= Proofreading (biology) =

Correction of DNA replication errors

The term proofreading is used in genetics to refer to the error-correcting processes, first proposed by John Hopfield and Jacques Ninio, involved in DNA replication, immune system specificity, and enzyme-substrate recognition among many other processes that require enhanced specificity. The kinetic proofreading mechanisms of Hopfield and Ninio are non-equilibrium active processes that consume ATP to enhance specificity of various biochemical reactions.

In bacteria, all three DNA polymerases (I, II and III) have the ability to proofread, using 3' → 5' exonuclease activity. When an incorrect base pair is recognized, DNA polymerase reverses its direction by one base pair of DNA and excises the mismatched base. Following base excision, the polymerase can re-insert the correct base and replication can continue.

In eukaryotes, only the polymerases that deal with the elongation (delta and epsilon) have proofreading ability (3' → 5' exonuclease activity).Proofreading also occurs in mRNA translation for protein synthesis. In this case, one mechanism is the release of any incorrect aminoacyl-tRNA before peptide bond formation.

The extent of proofreading in DNA replication determines the mutation rate, and is different in different species.
For example, loss of proofreading due to mutations in the DNA polymerase epsilon gene results in a hyper-mutated genotype with >100 mutations per million bases of DNA in human colorectal cancers.

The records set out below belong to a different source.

//! Core domain types for candor
//!
//! These types model the store-and-forward pipeline: a capture source hands
//! the pipeline a [`CaptureEvent`], which is persisted as a [`QueuedEvent`]
//! until a batch upload delivers it to the collector.
//!
//! ## Terminology
//!
//! | Term | Definition |
//! |------|------------|
//! | **CaptureEvent** | The immutable unit of data produced by a capture source |
//! | **QueuedEvent** | A capture event persisted in the local queue, with delivery state |
//! | **Modality** | A category of collection gated by user consent (keystrokes, audio, ...) |
//! | **Idempotency key** | Stable identifier making repeated delivery of the same logical event a no-op |
//! | **Batch** | Bounded set of events uploaded together in one network call |

use chrono::{DateTime, Utc};
use serde::{Deserialize, Serialize};
use sha2::{Digest, Sha256};

// ============================================
// Privacy and consent
// ============================================

/// Privacy scope attached to an event at capture time
#[derive(Debug, Clone, Copy, PartialEq, Eq, Hash, Serialize, Deserialize)]
#[serde(rename_all = "snake_case")]
pub enum PrivacyScope {
    /// Never leaves the device without explicit per-event consent
    Private,
    /// Visible to the account owner's own devices/services
    Shared,
    /// Aggregable without restriction
    Public,
}

impl PrivacyScope {
    pub fn as_str(&self) -> &'static str {
        match self {
            PrivacyScope::Private => "private",
            PrivacyScope::Shared => "shared",
            PrivacyScope::Public => "public",
        }
    }
}

impl std::str::FromStr for PrivacyScope {
    type Err = String;

    fn from_str(s: &str) -> Result<Self, Self::Err> {
        match s {
            "private" => Ok(PrivacyScope::Private),
            "shared" => Ok(PrivacyScope::Shared),
            "public" => Ok(PrivacyScope::Public),
            _ => Err(format!("unknown privacy scope: {}", s)),
        }
    }
}

/// A category of data collection gated by user permission
#[derive(Debug, Clone, Copy, PartialEq, Eq, Hash, Serialize, Deserialize)]
#[serde(rename_all = "snake_case")]
pub enum Modality {
    Keystroke,
    Clipboard,
    Scroll,
    Motion,
    Form,
    Audio,
    Video,
    Gaze,
    /// Source tag did not map to a known modality
    Unknown,
}

impl Modality {
    pub fn as_str(&self) -> &'static str {
        match self {
            Modality::Keystroke => "keystroke",
            Modality::Clipboard => "clipboard",
            Modality::Scroll => "scroll",
            Modality::Motion => "motion",
            Modality::Form => "form",
            Modality::Audio => "audio",
            Modality::Video => "video",
            Modality::Gaze => "gaze",
            Modality::Unknown => "unknown",
        }
    }

    /// Map a capture source tag to its consent modality.
    ///
    /// Source tags are `<modality>` or `<modality>.<detail>` strings
    /// assigned by the capture components (e.g. `keystroke.ime`).
    pub fn from_source_tag(tag: &str) -> Self {
        let head = tag.split('.').next().unwrap_or(tag);
        match head {
            "keystroke" => Modality::Keystroke,
            "clipboard" => Modality::Clipboard,
            "scroll" => Modality::Scroll,
            "motion" => Modality::Motion,
            "form" => Modality::Form,
            "audio" => Modality::Audio,
            "video" => Modality::Video,
            "gaze" => Modality::Gaze,
            _ => Modality::Unknown,
        }
    }
}

// ============================================
// Events
// ============================================

/// An event as produced by a capture source.
///
/// The payload is opaque to the pipeline; it carries its own internal
/// schema-version field that this subsystem does not track.
#[derive(Debug, Clone, Serialize, Deserialize)]
pub struct CaptureEvent {
    /// Producer-assigned stable identity for the logical event
    pub identity: String,
    /// Event type (e.g. "key_burst", "clip_copy")
    pub event_type: String,
    /// When the event occurred at the source
    pub occurred_at: DateTime<Utc>,
    /// Opaque, pre-serialized payload bytes
    pub payload: Vec<u8>,
    /// Which capture component produced this event
    pub source_tag: String,
    /// Privacy scope at capture time
    pub privacy_scope: PrivacyScope,
    /// Consent policy version in effect when the event was captured
    pub consent_version: i64,
}

impl CaptureEvent {
    /// Consent modality this event falls under
    pub fn modality(&self) -> Modality {
        Modality::from_source_tag(&self.source_tag)
    }

    /// Compute the idempotency key for this event.
    ///
    /// 32-char hex digest of SHA-256 over `identity:event_type:occurred_at`.
    /// The same logical event re-sent by a producer always collides; two
    /// independent events collide only if producers share an identity.
    pub fn idempotency_key(&self) -> String {
        let hash_input = format!(
            "{}:{}:{}",
            self.identity,
            self.event_type,
            self.occurred_at.to_rfc3339()
        );

        let mut hasher = Sha256::new();
        hasher.update(hash_input.as_bytes());
        let result = hasher.finalize();

        // First 16 bytes (32 hex chars)
        hex::encode(&result[..16])
    }
}

/// A persisted event awaiting (or after) delivery
#[derive(Debug, Clone)]
pub struct QueuedEvent {
    /// Row ID
    pub id: i64,
    /// Event type from the capture event
    pub event_type: String,
    /// Opaque payload bytes
    pub payload: Vec<u8>,
    /// When the event occurred at the source
    pub occurred_at: DateTime<Utc>,
    /// When the event was persisted locally
    pub created_at: DateTime<Utc>,
    /// True once the collector has acknowledged the event
    pub processed: bool,
    /// Which capture component produced this event
    pub source_tag: String,
    /// Privacy scope at capture time
    pub privacy_scope: PrivacyScope,
    /// Consent policy version at capture time
    pub consent_version: i64,
    /// Unique key for deduplication
    pub idempotency_key: String,
    /// Number of failed delivery attempts recorded against this event
    pub retry_count: i64,
    /// Most recent delivery error, if any
    pub last_error: Option<String>,
    /// Earliest time the event is due for another attempt
    pub next_retry_at: Option<DateTime<Utc>>,
}

/// Outcome of persisting a capture event
#[derive(Debug, Clone, Copy, PartialEq, Eq)]
pub enum StoreOutcome {
    /// Event was inserted into the queue
    Inserted,
    /// Idempotency key already known (queued or tombstoned); call was a no-op
    DuplicateSkipped,
}

// ============================================
// Client state and stats
// ============================================

/// Upload axis of the ingestion client state machine.
///
/// `Paused` is tracked separately; pausing stops the periodic timer without
/// touching the upload state or persisted queue.
#[derive(Debug, Clone, Copy, PartialEq, Eq)]
pub enum ClientState {
    /// No flush in flight
    Idle,
    /// A flush is currently uploading
    Uploading,
    /// The last flush failed; events remain queued for the next attempt
    Error,
}

/// Delivery statistics, persisted across restarts
#[derive(Debug, Clone, Default)]
pub struct UploadStats {
    /// Total events acknowledged by the collector
    pub total_uploaded: i64,
    /// When the last successful upload completed
    pub last_upload_at: Option<DateTime<Utc>>,
    /// Events still pending locally after the last flush
    pub pending_after_last_flush: i64,
}
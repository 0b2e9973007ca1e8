//! Store-and-forward delivery pipeline
//!
//! Producers hand events to the [`IngestClient`]; the [`QueueManager`]
//! keeps the persistent queue healthy; the [`Uploader`] speaks to the
//! collector; the [`Scheduler`] ties it all to timers and the host
//! application lifecycle.

pub mod client;
pub mod queue;
pub mod scheduler;
pub mod uploader;

pub use client::IngestClient;
pub use queue::{MaintenanceReport, QueueManager};
pub use scheduler::{Scheduler, WindowOutcome};
pub use uploader::{BatchTransport, HttpTransport, ScriptedTransport, TransportReply, Uploader};
//! Database layer for candor
//!
//! This module provides the durable queue using SQLite with:
//! - Schema migrations
//! - A single serialized writer over the queue and tombstone tables
//! - Range queries by timestamp for pending-event scans

pub mod schema;
pub mod store;

pub use store::{EventStore, RetryPolicy};
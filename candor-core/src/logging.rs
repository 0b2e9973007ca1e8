//! Logging infrastructure for candor
//!
//! Logs are written to `~/.local/state/candor/candor.log` following XDG standards.

use crate::config::{Config, LoggingConfig};
use std::path::{Path, PathBuf};
use tracing_appender::rolling::{RollingFileAppender, Rotation};
use tracing_subscriber::{
    fmt::{self, format::FmtSpan},
    layer::SubscriberExt,
    util::SubscriberInitExt,
    EnvFilter,
};

/// Initialize the logging system
///
/// Sets up tracing with:
/// - File output to XDG state directory
/// - Log rotation, keeping at most `max_files` rotated files
/// - Configurable log level via config or RUST_LOG env var
pub fn init(config: &LoggingConfig) -> crate::error::Result<LoggingGuard> {
    let log_dir = Config::state_dir();

    // Create log directory if it doesn't exist
    std::fs::create_dir_all(&log_dir)?;

    // Drop rotated files beyond the retention cap before appending more
    if let Err(e) = prune_old_logs(&log_dir, "candor.log", config.max_files) {
        eprintln!("warning: failed to prune old log files: {}", e);
    }

    // Create file appender with daily rotation
    let file_appender = RollingFileAppender::new(Rotation::DAILY, &log_dir, "candor.log");

    // Non-blocking writer for better performance
    let (non_blocking, guard) = tracing_appender::non_blocking(file_appender);

    // Build the filter from config or env var
    let filter =
        EnvFilter::try_from_default_env().unwrap_or_else(|_| EnvFilter::new(&config.level));

    // File layer - structured logging with timestamps
    let file_layer = fmt::layer()
        .with_writer(non_blocking)
        .with_ansi(false)
        .with_target(true)
        .with_thread_ids(true)
        .with_file(true)
        .with_line_number(true);

    // Initialize the subscriber
    tracing_subscriber::registry()
        .with(filter)
        .with(file_layer)
        .init();

    tracing::info!(
        log_dir = %log_dir.display(),
        level = %config.level,
        "Logging initialized"
    );

    Ok(LoggingGuard { _guard: guard })
}

/// Initialize logging for tests (logs to stdout)
pub fn init_test() {
    let _ = tracing_subscriber::fmt()
        .with_env_filter(EnvFilter::from_default_env())
        .with_test_writer()
        .with_span_events(FmtSpan::CLOSE)
        .try_init();
}

/// Guard that keeps the logging system alive
///
/// When dropped, flushes any pending log writes.
pub struct LoggingGuard {
    _guard: tracing_appender::non_blocking::WorkerGuard,
}

/// Returns the log file path
pub fn log_file_path() -> PathBuf {
    Config::log_path()
}

/// Delete the oldest rotated log files until at most `max_files` remain.
///
/// Daily rotation suffixes the prefix with `.YYYY-MM-DD`, so lexicographic
/// order is chronological order.
fn prune_old_logs(dir: &Path, prefix: &str, max_files: usize) -> std::io::Result<usize> {
    let mut logs: Vec<PathBuf> = std::fs::read_dir(dir)?
        .filter_map(|entry| entry.ok())
        .map(|entry| entry.path())
        .filter(|path| {
            path.file_name()
                .and_then(|name| name.to_str())
                .is_some_and(|name| name.starts_with(prefix))
        })
        .collect();

    if logs.len() <= max_files {
        return Ok(0);
    }

    logs.sort();
    let excess = logs.len() - max_files;
    let mut removed = 0;
    for path in logs.iter().take(excess) {
        if std::fs::remove_file(path).is_ok() {
            removed += 1;
        }
    }
    Ok(removed)
}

The extent of proofreading in other molecular processes can depend on the effective population size of the species and the number of genes affected by the same proofreading mechanism.

==Bacteriophage T4 DNA polymerase==

Bacteriophage (phage) T4 gene 43 encodes the phage's DNA polymerase replicative enzyme. Temperature-sensitive (ts) gene 43 mutants have been identified that have an antimutator phenotype, that is a lower rate of spontaneous mutation than wild type. Studies of one of these mutants, tsB120, showed that the DNA polymerase specified by this mutant copies DNA templates at a slower rate than the wild-type polymerase. However, the 3' to 5' exonuclease activity was no higher than wild-type. During DNA replication the ratio of nucleotides turned over to those stably incorporated into newly formed DNA is 10 to 100 times higher in the case of the tsB120 mutant than in wild-type. It was proposed that the antimutator effect may be explained by both greater accuracy in nucleotide selection and an increased efficiency of removal of noncomplementary nucleotides (proofreading) by the tsB120 polymerase.

When phage T4 virions with a wild-type gene 43 DNA polymerase are exposed to either ultraviolet light, which introduces cyclobutane pyrimidine dimer damages in DNA, or psoralen-plus-light, which introduces pyrimidine adducts, the rate of mutation increases. However, these mutagenic effects are inhibited when the phage's DNA synthesis is catalyzed by the tsCB120 antimutator polymerase, or another antimutator polymerase, tsCB87. These findings indicate that the level of induction of mutations by DNA damage can be strongly influenced by the gene 43 DNA polymerase proofreading function.

==SARS-CoV-2 proofreading enzyme==

Severe acute respiratory syndrome coronavirus 2 (SARS-CoV-2) is the causative agent of the COVID-19 pandemic. The SARS-CoV-2 RNA virus genome encodes a replication-and transcription complex, a multisubunit protein machine that carries out viral genome replication and transcription, processes essential to the virus life cycle. One of the proteins specified by the coronavirus genome is a non-structural protein, nsp14, that is a 3'-to-5' exoribonuclease (ExoN). This protein resides in the protein complex nsp10-nsp14 that enhances replication fidelity by proofreading RNA synthesis, an activity critical for the virus life cycle. Furthermore, the coronavirus proofreading exoribonuclease nsp14-ExoN is required for maintaining genetic recombination generated during infection.